RTX Spark's 128GB Unified Memory Sounds Great Until You Realize It Kills Upgradability. We Need Dedicated AI Accelerator Cards Instead

Posted by Renoktation@reddit | hardware | View on Reddit | 24 comments

I just saw NVIDIA's event at Computex 2026 where they unveiled their RTX Spark computers which houses a CPU-GPU combo on a single chip with up to 128 GB unified memory, primarily aimed at running local AI inferencing and may be some training as well.

Personally, I would like to run local AI models on my PC without compromising on speed or accuracy. Unfortunately, the biggest limiting factor in my case is VRAM on my RTX 5070 GPU. I understand that these GPUs are optimized for running video games and so it is not logical to expect these cards to have 48 GB VRAM. While APUs with unified memory can be a solution, but that would also mean that we would lose the flexibility to upgrade RAM and GPU on our system besides limiting performance due to thermal throttling.

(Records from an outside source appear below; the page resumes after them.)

impl<'a> Preprocessor<'a> {
    pub fn new(path: &'a Path, include_dirs: &'a [PathBuf]) -> Self {
        Preprocessor {
            path,
            include_dirs,
            macros: FxHashMap::default(),
            conditionals: Vec::new(),
            includes: Vec::new(),
            diagnostics: Vec::new(),
        }
    }

    /// Define (or redefine) a macro before the file is processed.
    pub fn define(&mut self, name: impl Into<String>, def: MacroDef) {
        let tokens = tokenize(&def.body, 0).unwrap_or_default();
        self.macros.insert(name.into(), Macro { def, tokens });
    }

    pub fn undef(&mut self, name: &str) {
        self.macros.remove(name);
    }

    pub fn is_defined(&self, name: &str) -> bool {
        self.macros.contains_key(name)
    }

    /// Preprocess `source`.
    pub fn run(mut self, source: &str) -> Result<Preprocessed, FrontendError> {
        let index = LineIndex::new(source);
        let clean = blank_comments(source).map_err(|offset| FrontendError::UnterminatedComment {
            path: self.path.to_path_buf(),
            line: index.line_col(offset).0,
        })?;

        let mut tokens = Vec::new();
        let mut chunk: Option<(usize, usize)> = None;
        let mut lines = LineIter::new(&clean);

        while let Some((start, line)) = lines.next() {
            let line_no = index.line_col(to_u32(start)).0;
            let trimmed = line.trim_start();

            if let Some(directive) = trimmed.strip_prefix('#') {
                if let Some((from, to)) = chunk.take() {
                    self.lex_chunk(&clean[from..to], from, &index, &mut tokens)?;
                }
                let mut text = directive.to_string();
                while text.trim_end().ends_with('\\') {
                    let cut = text.trim_end().len() - 1;
                    text.truncate(cut);
                    match lines.next() {
                        Some((_, next)) => {
                            text.push(' ');
                            text.push_str(next);
                        }
                        None => break,
                    }
                }
                self.directive(&text, line_no)?;
            } else if self.is_active() {
                let end = start + line.len();
                chunk = Some(match chunk {
                    Some((from, _)) => (from, end),
                    None => (start, end),
                });
            } else if let Some((from, to)) = chunk.take() {
                self.lex_chunk(&clean[from..to], from, &index, &mut tokens)?;
            }
        }
        if let Some((from, to)) = chunk.take() {
            self.lex_chunk(&clean[from..to], from, &index, &mut tokens)?;
        }

        if let Some(open) = self.conditionals.last() {
            return Err(FrontendError::UnbalancedConditional {
                path: self.path.to_path_buf(),
                line: open.line,
                message: "unterminated conditional directive",
            });
        }

        tokens.push(Token::eof(to_u32(source.len())));
        Ok(Preprocessed {
            tokens,
            includes: self.includes,
            macros: self
                .macros
                .into_iter()
                .map(|(name, m)| (name, m.def))
                .collect(),
            diagnostics: self.diagnostics,
        })
    }

    fn is_active(&self) -> bool {
        self.conditionals.last().map_or(true, |c| c.active)
    }

    fn lex_chunk(
        &self,
        text: &str,
        base: usize,
        index: &LineIndex,
        out: &mut Vec<Token>,
    ) -> Result<(), FrontendError> {
        let raw = tokenize(text, to_u32(base)).map_err(|LexError { offset, what }| {
            FrontendError::UnterminatedLiteral {
                path: self.path.to_path_buf(),
                line: index.line_col(offset).0,
                what,
            }
        })?;
        let mut active = Vec::new();
        self.expand(raw, out, &mut active);
        Ok(())
    }

    /// Expand object-like macros in `tokens`.
    ///
    /// `active` holds the macros currently being expanded; a macro never
    /// expands inside its own replacement.
    fn expand(&self, tokens: Vec<Token>, out: &mut Vec<Token>, active: &mut Vec<String>) {
        for token in tokens {
            let replacement = (token.kind == TokenKind::Ident)
                .then(|| self.macros.get(&*token.text))
                .flatten()
                .filter(|m| !m.def.is_function_like())
                .filter(|_| !active.iter().any(|a| **a == *token.text));
            let Some(m) = replacement else {
                out.push(token);
                continue;
            };

            let body: Vec<Token> = m
                .tokens
                .iter()
                .enumerate()
                .map(|(i, t)| Token {
                    span: token.span,
                    space_before: if i == 0 { token.space_before } else { t.space_before },
                    ..t.clone()
                })
                .collect();
            active.push(token.text.to_string());
            self.expand(body, out, active);
            active.pop();
        }
    }

    fn diagnostic(&mut self, severity: Severity, line: u32, message: String) {
        self.diagnostics.push(Diagnostic {
            severity,
            message,
            line,
            column: 1,
        });
    }

    fn directive(&mut self, text: &str, line: u32) -> Result<(), FrontendError> {
        let text = text.trim();
        let name_len = text
            .find(|c: char| !(c.is_ascii_alphanumeric() || c == '_'))
            .unwrap_or(text.len());
        let (name, rest) = text.split_at(name_len);
        let rest = rest.trim();

        match name {
            "if" | "ifdef" | "ifndef" => {
                let parent_active = self.is_active();
                let cond = parent_active && self.condition(name, rest, line);
                self.conditionals.push(Conditional {
                    parent_active,
                    taken: cond,
                    active: cond,
                    seen_else: false,
                    line,
                });
            }
            "elif" | "elifdef" | "elifndef" => {
                let (parent_active, taken) = match self.conditionals.last() {
                    Some(c) if c.seen_else => return Err(self.unbalanced(line, "#elif after #else")),
                    Some(c) => (c.parent_active, c.taken),
                    None => return Err(self.unbalanced(line, "#elif without #if")),
                };
                let kind = match name {
                    "elifdef" => "ifdef",
                    "elifndef" => "ifndef",
                    _ => "if",
                };
                let cond = parent_active && !taken && self.condition(kind, rest, line);
                if let Some(c) = self.conditionals.last_mut() {
                    c.active = cond;
                    c.taken |= cond;
                }
            }
            "else" => {
                match self.conditionals.last() {
                    Some(c) if c.seen_else => return Err(self.unbalanced(line, "#else after #else")),
                    Some(_) => {}
                    None => return Err(self.unbalanced(line, "#else without #if")),
                }
                let Some(c) = self.conditionals.last_mut() else {
                    return Ok(());
                };
                c.active = c.parent_active && !c.taken;
                c.taken = true;
                c.seen_else = true;
            }
            "endif" => {
                if self.conditionals.pop().is_none() {
                    return Err(self.unbalanced(line, "#endif without #if"));
                }
            }
            _ if !self.is_active() => {}
            "define" => self.define_directive(rest, line),
            "undef" => {
                let name = rest.split_whitespace().next().unwrap_or_default();
                self.macros.remove(name);
            }
            "include" | "include_next" | "import" => self.include_directive(rest, line),
            "error" => self.diagnostic(Severity::Error, line, format!("#error {rest}")),
            "warning" => self.diagnostic(Severity::Warning, line, format!("#warning {rest}")),
            "pragma" | "line" | "ident" | "" => {}
            other => self.diagnostic(
                Severity::Warning,
                line,
                format!("unknown preprocessor directive '#{other}'"),
            ),
        }
        Ok(())
    }

    fn unbalanced(&self, line: u32, message: &'static str) -> FrontendError {
        FrontendError::UnbalancedConditional {
            path: self.path.to_path_buf(),
            line,
            message,
        }
    }

    fn define_directive(&mut self, rest: &str, line: u32) {
        let name_len = rest
            .find(|c: char| !(c.is_ascii_alphanumeric() || c == '_'))
            .unwrap_or(rest.len());
        let (name, after) = rest.split_at(name_len);
        if name.is_empty() {
            self.diagnostic(Severity::Warning, line, "macro name missing in #define".to_string());
            return;
        }

        // `NAME(` without whitespace starts a parameter list
        let def = match after.strip_prefix('(') {
            Some(params) => {
                let (params, body) = params.split_once(')').unwrap_or((params, ""));
                MacroDef {
                    params: Some(
                        params
                            .split(',')
                            .map(str::trim)
                            .filter(|p| !p.is_empty())
                            .map(str::to_string)
                            .collect(),
                    ),
                    body: body.trim().to_string(),
                }
            }
            None => MacroDef::object(after.trim()),
        };

        if self.macros.get(name).is_some_and(|m| m.def != def) {
            self.diagnostic(Severity::Warning, line, format!("'{name}' macro redefined"));
        }
        self.define(name, def);
    }

    fn include_directive(&mut self, rest: &str, line: u32) {
        let (spelled, angled) = if let Some(quoted) = rest.strip_prefix('"') {
            (quoted.split('"').next().unwrap_or_default(), false)
        } else if let Some(angled) = rest.strip_prefix('<') {
            (angled.split('>').next().unwrap_or_default(), true)
        } else {
            self.diagnostic(
                Severity::Warning,
                line,
                format!("unsupported #include form '{rest}'"),
            );
            return;
        };
        let resolved = self.resolve_include(spelled, angled);
        self.includes.push(IncludeDirective {
            spelled: spelled.to_string(),
            angled,
            resolved,
            line,
        });
    }

    /// First existing file for an include on the search path.
    fn resolve_include(&self, spelled: &str, angled: bool) -> Option<PathBuf> {
        let local = (!angled)
            .then(|| self.path.parent())
            .flatten()
            .map(Path::to_path_buf);
        local
            .into_iter()
            .chain(self.include_dirs.iter().cloned())
            .map(|dir| dir.join(spelled))
            .find(|candidate| candidate.is_file())
    }

    /// Evaluate the condition of an `#if`, `#ifdef` or `#ifndef`.
    ///
    /// Malformed expressions are reported and count as false.
    fn condition(&mut self, kind: &str, rest: &str, line: u32) -> bool {
        match kind {
            "ifdef" | "ifndef" => {
                let name = rest.split_whitespace().next().unwrap_or_default();
                (kind == "ifdef") == self.macros.contains_key(name)
            }
            _ => match self.evaluate_if(rest) {
                Ok(value) => value != 0,
                Err(err) => {
                    self.diagnostic(
                        Severity::Warning,
                        line,
                        format!("cannot evaluate '#if {rest}': {err}"),
                    );
                    false
                }
            },
        }
    }

    fn evaluate_if(&self, text: &str) -> Result<i64, EvalError> {
        let raw = tokenize(text, 0).map_err(|_| EvalError::Unexpected(text.to_string()))?;
        let resolved = self.resolve_defined(raw);
        let mut expanded = Vec::new();
        self.expand(resolved, &mut expanded, &mut Vec::new());
        let folded = self.fold_builtin_calls(expanded);
        // Identifiers left after expansion evaluate to zero
        evaluate(&folded, &|_| Some(0))
    }

    /// Replace `defined X` and `defined(X)` with `1` or `0`.
    fn resolve_defined(&self, tokens: Vec<Token>) -> Vec<Token> {
        let mut out = Vec::with_capacity(tokens.len());
        let mut iter = tokens.into_iter().peekable();
        while let Some(token) = iter.next() {
            if !token.is_ident("defined") {
                out.push(token);
                continue;
            }
            let parenthesized = iter.next_if(|t| t.kind == TokenKind::LParen).is_some();
            let name = iter.next_if(|t| t.kind == TokenKind::Ident);
            if parenthesized {
                iter.next_if(|t| t.kind == TokenKind::RParen);
            }
            let defined = name.is_some_and(|n| self.macros.contains_key(&*n.text));
            out.push(int_token(i64::from(defined), &token));
        }
        out
    }

    /// Replace `name(…)` calls with their value: `__has_include` is
    /// resolved on the search path, every other call is zero.
    fn fold_builtin_calls(&self, tokens: Vec<Token>) -> Vec<Token> {
        let mut out = Vec::with_capacity(tokens.len());
        let mut i = 0;
        while i < tokens.len() {
            let token = &tokens[i];
            let is_call = token.kind == TokenKind::Ident
                && tokens.get(i + 1).map(|t| t.kind) == Some(TokenKind::LParen);
            if !is_call {
                out.push(token.clone());
                i += 1;
                continue;
            }

            let open = i + 1;
            let mut depth = 0usize;
            let mut close = open;
            for (j, t) in tokens.iter().enumerate().skip(open) {
                match t.kind {
                    TokenKind::LParen => depth += 1,
                    TokenKind::RParen => {
                        depth -= 1;
                        if depth == 0 {
                            close = j;
                            break;
                        }
                    }
                    _ => {}
                }
                close = j;
            }

            let value = if token.is_ident("__has_include") || token.is_ident("__has_include_next") {
                let inner = &tokens[open + 1..close.max(open + 1)];
                let angled = inner.first().map(|t| t.kind) == Some(TokenKind::Lt);
                let spelled: String = if angled {
                    inner
                        .iter()
                        .skip(1)
                        .take_while(|t| t.kind != TokenKind::Gt)
                        .map(|t| &*t.text)
                        .collect()
                } else {
                    inner
                        .first()
                        .map(|t| crate::lexer::unquote(&t.text))
                        .unwrap_or_default()
                };
                i64::from(self.resolve_include(&spelled, angled).is_some())
            } else {
                0
            };
            out.push(int_token(value, token));
            i = close + 1;
        }
        out
    }
}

Hence, I feel the only practical solution for desktop PC users who would want to run local AI also besides gaming is to add an AI accelerator card with some 32 to 48 GB VRAM on motherboard using PCIe slot. But for this, at first, we will need,

(a) Motherboards that would support 2 PCIe x16 slots and

(b) Affordable AI accelerator cards with sufficient RAMs

I would love to know how you people feel about it.

[-]

rowdy_1c@reddit

So you want affordable, high bandwidth, upgradeable ram? Pick two

[-]

Capable_Site_2891@reddit

Pick one?

[-]

rowdy_1c@reddit

Unified memory is non-upgradeable, DIMMs are low-bandwidth, CUDIMM/LPCAM are expensive

[-]

Capable_Site_2891@reddit

Can I have an example of some systems that are two of the three, though?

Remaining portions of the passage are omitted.